Japan is a country particularly advanced in advanced technology. It is also a country that has a deep respect for the elderly, who enjoy an important place. So it is quite natural that the Japanese put the resources of this technology at the service of the elderly. In addition, Japan faces a certain aging of the population.
This aging population is global because over the last 60 years, the number of people aged 65 has increased from 5% to 9%. In Japan, almost a quarter of the population is 65 years old or older.
This evolution represents a real challenge for the different health systems. It is no longer a matter of living longer, but above all, of living better and in decent conditions. For the Japanese, there is no doubt that advanced technology must be part of the solution.
For this reason, during the international summit in Tokyo, in front of experts from all over the world, the Japanese strategy was presented. It combines technology and medical data to create a digital health system.
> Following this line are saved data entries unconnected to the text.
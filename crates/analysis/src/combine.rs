//! Merging data points from competing models.

use chrono::{DateTime, Utc};
use serde::Serialize;
use std::collections::BTreeMap;
use tracing::debug;

use wx_common::{circular_mean, metrics, DataPoint, MetricId, SourceFieldId};

/// One representative value per metric and valid time.
#[derive(Debug, Clone, PartialEq, Serialize)]
pub struct CombinedDataPoint {
    pub metric_id: MetricId,
    pub valid_time: DateTime<Utc>,
    pub value: f64,
    /// Fields whose values went into `value`, ascending
    pub source_field_ids: Vec<SourceFieldId>,
}

/// Combine points sharing a metric and valid time.
///
/// Only the most recent run of each source field counts (the first one
/// seen wins a tie). The combined value is the mean of those runs'
/// medians; wind direction uses circular means throughout. Groups with no
/// finite values are dropped. Output is ordered by metric id, then valid
/// time.
pub fn combine_models(points: &[DataPoint]) -> Vec<CombinedDataPoint> {
    let mut groups: BTreeMap<(MetricId, DateTime<Utc>), BTreeMap<SourceFieldId, &DataPoint>> =
        BTreeMap::new();

    for point in points {
        let latest = groups
            .entry((point.metric_id, point.valid_time))
            .or_default()
            .entry(point.source_field_id)
            .or_insert(point);
        if point.run_time > latest.run_time {
            *latest = point;
        }
    }

    groups
        .into_iter()
        .filter_map(|((metric_id, valid_time), latest)| {
            let medians: Vec<(SourceFieldId, f64)> = latest
                .into_iter()
                .filter_map(|(field, point)| point.representative().map(|m| (field, m)))
                .collect();
            if medians.is_empty() {
                debug!(metric = metric_id.0, valid = %valid_time, "No values to combine");
                return None;
            }

            let values = medians.iter().map(|(_, m)| *m);
            let value = if metric_id == metrics::WIND_DIRECTION {
                circular_mean(values)?
            } else {
                values.sum::<f64>() / medians.len() as f64
            };
            Some(CombinedDataPoint {
                metric_id,
                valid_time,
                value,
                source_field_ids: medians.into_iter().map(|(field, _)| field).collect(),
            })
        })
        .collect()
}
//! Query-time analysis of stored model data.
//!
//! [`combine_models`] merges the data points of competing sources into one
//! value per metric and valid time; [`SummarizedData`] reduces the combined
//! series of one local day into highs, lows, conditions and a short text.

pub mod combine;
pub mod summary;

pub use combine::{combine_models, CombinedDataPoint};
pub use summary::{
    compass_point, daily_windows, CloudCover, CloudPeriod, Intensity, Period,
    PrecipitationKind, PrecipitationSummary, SummarizedData, TimedValue, WindSummary,
};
Less or better, call in caregivers
There are several goals sought by this collection. First, a search for precision and effectiveness of care. Data collection begins in the patient’s room. Improved accuracy in the recording of data, collected once and for all and which are easily searchable can reduce the workload of the caregiver.
In addition, data collection and management influences how to manage the health system, disease prevention and drug production.
The Japanese health system relies on billions of data from almost 126 million citizens. A unique panel that could help other countries around the world. According to Genta Kato, who works in the Health Insurance Department at the Kyoto University Hospital, “le Japan is a very aging society, and I think our knowledge could be a reference for many other countries in the world“.
Technology at the service of the human and not the opposite
In the field, technology provides new products, such as the IA electric wheelchair. It can move alone on a pre-established path, convertible bed, or body sensors for the bath and bed. All these products work towards more autonomy for patients, but also the possibility of having less use of staff.
Technology can also better understand how patients experience their disease, and thus better anticipate their needs. Virtual reality headsets, show what people with dementia see, and they help to better understand this pathology and how to treat these patients.
At this stage, Japan is a real laboratory of ideas. Some will come up against moral, ethical or financial considerations depending on the culture. For the Japanese, it is clear, the question of why live longer, is combined with that of living conditions that are proposed.